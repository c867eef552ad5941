use serde_json::Value as JsonValue;

use super::Document;
use super::change::{DocumentDiff, DocumentPath, PathValue};

/// Untyped documents diff key by key.
///
/// Objects recurse; a key dropped from the new value is set to JSON null.
/// Anything else that differs (arrays, scalars, type changes) is replaced
/// whole at its path.
impl Document for JsonValue {
    fn diff_document(&self, old: &Self) -> DocumentDiff {
        let mut diff = DocumentDiff::new();
        diff_into(&mut diff, &DocumentPath::root(), self, old);
        diff
    }
}

fn diff_into(diff: &mut DocumentDiff, prefix: &DocumentPath, new: &JsonValue, old: &JsonValue) {
    match (new, old) {
        (JsonValue::Object(new_fields), JsonValue::Object(old_fields)) => {
            for (key, new_value) in new_fields {
                let path = prefix.child(key.as_str());
                match old_fields.get(key) {
                    Some(old_value) if old_value == new_value => {}
                    Some(old_value) if new_value.is_object() && old_value.is_object() => {
                        diff_into(diff, &path, new_value, old_value);
                    }
                    _ => diff.insert(path, PathValue::Ready(new_value.clone())),
                }
            }
            for key in old_fields.keys() {
                if !new_fields.contains_key(key) {
                    diff.insert(prefix.child(key.as_str()), PathValue::null());
                }
            }
        }
        _ if new != old => diff.insert(prefix.clone(), PathValue::Ready(new.clone())),
        _ => {}
    }
}

#[cfg(test)]
mod tests {
    use super::*;
    use crate::diff::FieldChange;
    use serde_json::json;

    fn dotted(diff: &DocumentDiff) -> Vec<(String, JsonValue)> {
        diff.iter()
            .map(|(path, value)| (path.dotted(), value.as_json().cloned().unwrap_or_default()))
            .collect()
    }

    #[test]
    fn test_object_diff_reaches_leaves() {
        let old = json!({"mode": "QR", "state": {"code": 1, "label": "x"}, "gone": true});
        let new = json!({"mode": "QR", "state": {"code": 2, "label": "x"}, "added": [1]});

        let diff = new.diff_document(&old);
        assert_eq!(
            dotted(&diff),
            vec![
                ("added".to_string(), json!([1])),
                ("gone".to_string(), JsonValue::Null),
                ("state.code".to_string(), json!(2)),
            ]
        );
    }

    #[test]
    fn test_equal_documents_yield_nothing() {
        let doc = json!({"a": {"b": [1, 2]}});
        assert!(doc.diff_document(&doc.clone()).is_empty());
    }

    #[test]
    fn test_root_shape_change_becomes_whole_replacement() {
        let change = FieldChange::between(&Some(json!([1, 2])), &Some(json!({"a": 1})));
        assert_eq!(change, FieldChange::Replace(PathValue::Ready(json!([1, 2]))));
    }
}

⁂

Everything in the listing needs to appear again exactly.

repository c867eef552ad5941
use serde_json::Value as JsonValue;

use super::Document;
use super::change::{DocumentDiff, DocumentPath, PathValue};

/// Untyped documents diff key by key.
///
/// Objects recurse; a key dropped from the new value is set to JSON null.
/// Anything else that differs (arrays, scalars, type changes) is replaced
/// whole at its path.
impl Document for JsonValue {
    fn diff_document(&self, old: &Self) -> DocumentDiff {
        let mut diff = DocumentDiff::new();
        diff_into(&mut diff, &DocumentPath::root(), self, old);
        diff
    }
}

fn diff_into(diff: &mut DocumentDiff, prefix: &DocumentPath, new: &JsonValue, old: &JsonValue) {
    match (new, old) {
        (JsonValue::Object(new_fields), JsonValue::Object(old_fields)) => {
            for (key, new_value) in new_fields {
                let path = prefix.child(key.as_str());
                match old_fields.get(key) {
                    Some(old_value) if old_value == new_value => {}
                    Some(old_value) if new_value.is_object() && old_value.is_object() => {
                        diff_into(diff, &path, new_value, old_value);
                    }
                    _ => diff.insert(path, PathValue::Ready(new_value.clone())),
                }
            }
            for key in old_fields.keys() {
                if !new_fields.contains_key(key) {
                    diff.insert(prefix.child(key.as_str()), PathValue::null());
                }
            }
        }
        _ if new != old => diff.insert(prefix.clone(), PathValue::Ready(new.clone())),
        _ => {}
    }
}

#[cfg(test)]
mod tests {
    use super::*;
    use crate::diff::FieldChange;
    use serde_json::json;

    fn dotted(diff: &DocumentDiff) -> Vec<(String, JsonValue)> {
        diff.iter()
            .map(|(path, value)| (path.dotted(), value.as_json().cloned().unwrap_or_default()))
            .collect()
    }

    #[test]
    fn test_object_diff_reaches_leaves() {
        let old = json!({"mode": "QR", "state": {"code": 1, "label": "x"}, "gone": true});
        let new = json!({"mode": "QR", "state": {"code": 2, "label": "x"}, "added": [1]});

        let diff = new.diff_document(&old);
        assert_eq!(
            dotted(&diff),
            vec![
                ("added".to_string(), json!([1])),
                ("gone".to_string(), JsonValue::Null),
                ("state.code".to_string(), json!(2)),
            ]
        );
    }

    #[test]
    fn test_equal_documents_yield_nothing() {
        let doc = json!({"a": {"b": [1, 2]}});
        assert!(doc.diff_document(&doc.clone()).is_empty());
    }

    #[test]
    fn test_root_shape_change_becomes_whole_replacement() {
        let change = FieldChange::between(&Some(json!([1, 2])), &Some(json!({"a": 1})));
        assert_eq!(change, FieldChange::Replace(PathValue::Ready(json!([1, 2]))));
    }
}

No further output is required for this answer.